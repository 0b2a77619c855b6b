//! PDF監査レポート
//!
//! 表紙（集計）+ 1画像1ページ。フォントは組み込みHelveticaのみ使用する。

use crate::audit::summarize;
use crate::cli::PdfQuality;
use crate::error::{Result, VerigrainError};
use ::image::codecs::jpeg::JpegEncoder;
use printpdf::*;
use std::path::Path;
use verigrain_common::layout::{
    mm_to_pt, A4_HEIGHT_MM, A4_WIDTH_MM, FIELD_ROW_MM, MARGIN_MM, PHOTO_HEIGHT_MM, PURITY_BAR_MM,
    USABLE_WIDTH_MM, VERDICT_BAND_MM,
};
use verigrain_common::{build_report_fields, format_purity, AuditRecord};

const TITLE_SIZE: f32 = 18.0;
const BODY_SIZE: f32 = 10.0;
const FIELD_VALUE_X_MM: f32 = MARGIN_MM + 45.0;

const BLACK: [u8; 3] = [0x00, 0x00, 0x00];
const WHITE: [u8; 3] = [0xFF, 0xFF, 0xFF];

fn rgb(color: [u8; 3]) -> Color {
    Color::Rgb(Rgb {
        r: color[0] as f32 / 255.0,
        g: color[1] as f32 / 255.0,
        b: color[2] as f32 / 255.0,
        icc_profile: None,
    })
}

fn text_ops(text: &str, x_mm: f32, y_mm: f32, size: f32, font: BuiltinFont) -> Vec<Op> {
    colored_text_ops(text, x_mm, y_mm, size, font, BLACK)
}

fn colored_text_ops(text: &str, x_mm: f32, y_mm: f32, size: f32, font: BuiltinFont, color: [u8; 3]) -> Vec<Op> {
    vec![
        Op::SetFillColor { col: rgb(color) },
        Op::StartTextSection,
        Op::SetTextCursor { pos: Point::new(Mm(x_mm), Mm(y_mm)) },
        Op::SetFontSizeBuiltinFont { size: Pt(size), font },
        Op::WriteTextBuiltinFont {
            items: vec![TextItem::Text(text.to_string())],
            font,
        },
        Op::EndTextSection,
    ]
}

fn rect_ops(x_mm: f32, y_mm: f32, w_mm: f32, h_mm: f32, color: [u8; 3]) -> Vec<Op> {
    let corners = [
        (x_mm, y_mm),
        (x_mm + w_mm, y_mm),
        (x_mm + w_mm, y_mm + h_mm),
        (x_mm, y_mm + h_mm),
    ];
    let points = corners
        .iter()
        .map(|&(x, y)| LinePoint { p: Point::new(Mm(x), Mm(y)), bezier: false })
        .collect();

    vec![
        Op::SetFillColor { col: rgb(color) },
        Op::DrawPolygon {
            polygon: Polygon {
                rings: vec![PolygonRing { points }],
                mode: PaintMode::Fill,
                winding_order: WindingOrder::NonZero,
            },
        },
    ]
}

/// 写真をJPEGに縮小してPDFに登録し、配置オペレーションを返す
fn photo_ops(doc: &mut PdfDocument, file_path: &str, quality: PdfQuality, top_mm: f32) -> Result<Vec<Op>> {
    let img = ::image::open(file_path).map_err(|e| VerigrainError::ImageLoad(format!("{}: {}", file_path, e)))?;
    let max_w = quality.max_width();
    let img = if img.width() > max_w {
        let h = (img.height() as f64 * max_w as f64 / img.width() as f64).round() as u32;
        img.resize_exact(max_w, h.max(1), ::image::imageops::FilterType::Triangle)
    } else {
        img
    };
    let rgb_img = img.to_rgb8();

    let mut jpeg = Vec::new();
    JpegEncoder::new_with_quality(&mut jpeg, quality.jpeg_quality())
        .encode_image(&rgb_img)
        .map_err(|e| VerigrainError::ImageLoad(format!("JPEGエンコードエラー: {}", e)))?;

    let mut warnings = Vec::new();
    let raw = RawImage::decode_from_bytes(&jpeg, &mut warnings)
        .map_err(|e| VerigrainError::PdfGeneration(format!("画像埋め込みエラー: {}", e)))?;
    let image_id = doc.add_image(&raw);

    // dpi=72 で 1px = 1pt。枠に収まる単一倍率で縮小
    let (w_px, h_px) = (rgb_img.width() as f32, rgb_img.height() as f32);
    let box_w = mm_to_pt(USABLE_WIDTH_MM);
    let box_h = mm_to_pt(PHOTO_HEIGHT_MM);
    let scale = (box_w / w_px).min(box_h / h_px);
    let drawn_w = w_px * scale;
    let drawn_h = h_px * scale;

    let x = mm_to_pt(MARGIN_MM) + (box_w - drawn_w) / 2.0;
    let y = mm_to_pt(top_mm) - drawn_h;

    Ok(vec![Op::UseXobject {
        id: image_id,
        transform: XObjectTransform {
            translate_x: Some(Pt(x)),
            translate_y: Some(Pt(y)),
            scale_x: Some(scale),
            scale_y: Some(scale),
            dpi: Some(72.0),
            ..Default::default()
        },
    }])
}

fn cover_page(records: &[AuditRecord], title: &str) -> PdfPage {
    let summary = summarize(records);
    let generated = chrono::Local::now().format("%Y/%m/%d %H:%M").to_string();
    let mut ops = Vec::new();

    let mut y = A4_HEIGHT_MM - MARGIN_MM - 10.0;
    ops.extend(text_ops(title, MARGIN_MM, y, TITLE_SIZE + 6.0, BuiltinFont::HelveticaBold));
    y -= 10.0;
    ops.extend(text_ops(
        &format!("Generated {}", generated),
        MARGIN_MM,
        y,
        BODY_SIZE,
        BuiltinFont::Helvetica,
    ));
    y -= 16.0;

    let rows = [
        ("Samples audited", summary.audited.to_string()),
        ("Approved", summary.approved.to_string()),
        ("Insufficient samples", summary.rejected.to_string()),
        ("Mean purity", format_purity(summary.mean_purity)),
    ];
    for (label, value) in rows {
        ops.extend(text_ops(label, MARGIN_MM, y, BODY_SIZE + 2.0, BuiltinFont::HelveticaBold));
        ops.extend(text_ops(&value, FIELD_VALUE_X_MM + 20.0, y, BODY_SIZE + 2.0, BuiltinFont::Helvetica));
        y -= FIELD_ROW_MM + 2.0;
    }

    y -= 6.0;
    for record in records {
        if y < MARGIN_MM + FIELD_ROW_MM {
            break;
        }
        let line = format!(
            "{}  |  {}  |  {}",
            record.file_name,
            format_purity(record.result.purity_percent),
            record.result.verdict
        );
        ops.extend(rect_ops(MARGIN_MM, y - 1.0, 3.0, 4.0, record.result.verdict.color()));
        ops.extend(text_ops(&line, MARGIN_MM + 6.0, y, BODY_SIZE, BuiltinFont::Helvetica));
        y -= FIELD_ROW_MM - 1.0;
    }

    PdfPage::new(Mm(A4_WIDTH_MM), Mm(A4_HEIGHT_MM), ops)
}

fn record_page(doc: &mut PdfDocument, record: &AuditRecord, quality: PdfQuality) -> PdfPage {
    let result = &record.result;
    let mut ops = Vec::new();

    let mut y = A4_HEIGHT_MM - MARGIN_MM - 8.0;
    ops.extend(text_ops(
        &format!("Quality Check: {}", record.standard),
        MARGIN_MM,
        y,
        TITLE_SIZE,
        BuiltinFont::HelveticaBold,
    ));
    y -= 8.0;
    ops.extend(text_ops(&record.file_name, MARGIN_MM, y, BODY_SIZE, BuiltinFont::Helvetica));

    // 写真
    let photo_top = y - 4.0;
    if !record.file_path.is_empty() {
        match photo_ops(doc, &record.file_path, quality, photo_top) {
            Ok(photo) => ops.extend(photo),
            Err(e) => log::warn!("写真を配置できません {}: {}", record.file_name, e),
        }
    }
    y = photo_top - PHOTO_HEIGHT_MM - 6.0;

    // 判定帯
    let band_y = y - VERDICT_BAND_MM;
    ops.extend(rect_ops(MARGIN_MM, band_y, USABLE_WIDTH_MM, VERDICT_BAND_MM, result.verdict.color()));
    ops.extend(colored_text_ops(
        &result.message(),
        MARGIN_MM + 4.0,
        band_y + 5.0,
        BODY_SIZE + 1.0,
        BuiltinFont::HelveticaBold,
        WHITE,
    ));
    y = band_y - 3.0;

    // 純度バー
    let bar_y = y - PURITY_BAR_MM;
    ops.extend(rect_ops(MARGIN_MM, bar_y, USABLE_WIDTH_MM, PURITY_BAR_MM, [0xE0, 0xE0, 0xE0]));
    if let Some(purity) = result.purity_percent {
        let filled = USABLE_WIDTH_MM * (purity as f32 / 100.0);
        if filled > 0.0 {
            ops.extend(rect_ops(MARGIN_MM, bar_y, filled, PURITY_BAR_MM, result.verdict.color()));
        }
    }
    y = bar_y - FIELD_ROW_MM - 2.0;

    for field in build_report_fields(record) {
        ops.extend(text_ops(field.label, MARGIN_MM, y, BODY_SIZE, BuiltinFont::HelveticaBold));
        ops.extend(text_ops(&field.value, FIELD_VALUE_X_MM, y, BODY_SIZE, BuiltinFont::Helvetica));
        y -= FIELD_ROW_MM;
    }

    PdfPage::new(Mm(A4_WIDTH_MM), Mm(A4_HEIGHT_MM), ops)
}

pub fn generate_pdf(records: &[AuditRecord], output_path: &Path, title: &str, quality: PdfQuality) -> Result<()> {
    let mut doc = PdfDocument::new(title);

    let mut pages = vec![cover_page(records, title)];
    for record in records {
        pages.push(record_page(&mut doc, record, quality));
    }

    let mut warnings = Vec::new();
    let bytes = doc.with_pages(pages).save(&PdfSaveOptions::default(), &mut warnings);
    if !warnings.is_empty() {
        log::debug!("PDF警告: {}件", warnings.len());
    }

    std::fs::write(output_path, bytes)
        .map_err(|e| VerigrainError::PdfGeneration(format!("PDF保存エラー: {}", e)))?;

    Ok(())
}

#[cfg(test)]
mod tests {
    use super::*;

    #[test]
    fn test_photo_ops_downscales_and_places_image() {
        let dir = tempfile::tempdir().unwrap();
        let photo = dir.path().join("wide.png");
        ::image::RgbImage::from_pixel(1200, 600, ::image::Rgb([230, 220, 200]))
            .save(&photo)
            .unwrap();

        let mut doc = PdfDocument::new("photo");
        let ops = photo_ops(&mut doc, &photo.display().to_string(), PdfQuality::Low, 250.0).unwrap();
        assert_eq!(ops.len(), 1);
        assert!(matches!(ops[0], Op::UseXobject { .. }));
    }

    #[test]
    fn test_photo_ops_missing_file() {
        let mut doc = PdfDocument::new("photo");
        let result = photo_ops(&mut doc, "/nonexistent/grains.jpg", PdfQuality::Medium, 250.0);
        assert!(matches!(result, Err(VerigrainError::ImageLoad(_))));
    }
}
---+---
**TASK:**
In the records above, find the line with "fn record_page(doc: &mut"; write out exactly that line and each one after it, stopping after the line with "y, BODY_SIZE, BuiltinFont::HelveticaBold));".

**TASK RESPONSE:**
fn record_page(doc: &mut PdfDocument, record: &AuditRecord, quality: PdfQuality) -> PdfPage {
    let result = &record.result;
    let mut ops = Vec::new();

    let mut y = A4_HEIGHT_MM - MARGIN_MM - 8.0;
    ops.extend(text_ops(
        &format!("Quality Check: {}", record.standard),
        MARGIN_MM,
        y,
        TITLE_SIZE,
        BuiltinFont::HelveticaBold,
    ));
    y -= 8.0;
    ops.extend(text_ops(&record.file_name, MARGIN_MM, y, BODY_SIZE, BuiltinFont::Helvetica));

    // 写真
    let photo_top = y - 4.0;
    if !record.file_path.is_empty() {
        match photo_ops(doc, &record.file_path, quality, photo_top) {
            Ok(photo) => ops.extend(photo),
            Err(e) => log::warn!("写真を配置できません {}: {}", record.file_name, e),
        }
    }
    y = photo_top - PHOTO_HEIGHT_MM - 6.0;

    // 判定帯
    let band_y = y - VERDICT_BAND_MM;
    ops.extend(rect_ops(MARGIN_MM, band_y, USABLE_WIDTH_MM, VERDICT_BAND_MM, result.verdict.color()));
    ops.extend(colored_text_ops(
        &result.message(),
        MARGIN_MM + 4.0,
        band_y + 5.0,
        BODY_SIZE + 1.0,
        BuiltinFont::HelveticaBold,
        WHITE,
    ));
    y = band_y - 3.0;

    // 純度バー
    let bar_y = y - PURITY_BAR_MM;
    ops.extend(rect_ops(MARGIN_MM, bar_y, USABLE_WIDTH_MM, PURITY_BAR_MM, [0xE0, 0xE0, 0xE0]));
    if let Some(purity) = result.purity_percent {
        let filled = USABLE_WIDTH_MM * (purity as f32 / 100.0);
        if filled > 0.0 {
            ops.extend(rect_ops(MARGIN_MM, bar_y, filled, PURITY_BAR_MM, result.verdict.color()));
        }
    }
    y = bar_y - FIELD_ROW_MM - 2.0;

    for field in build_report_fields(record) {
        ops.extend(text_ops(field.label, MARGIN_MM, y, BODY_SIZE, BuiltinFont::HelveticaBold));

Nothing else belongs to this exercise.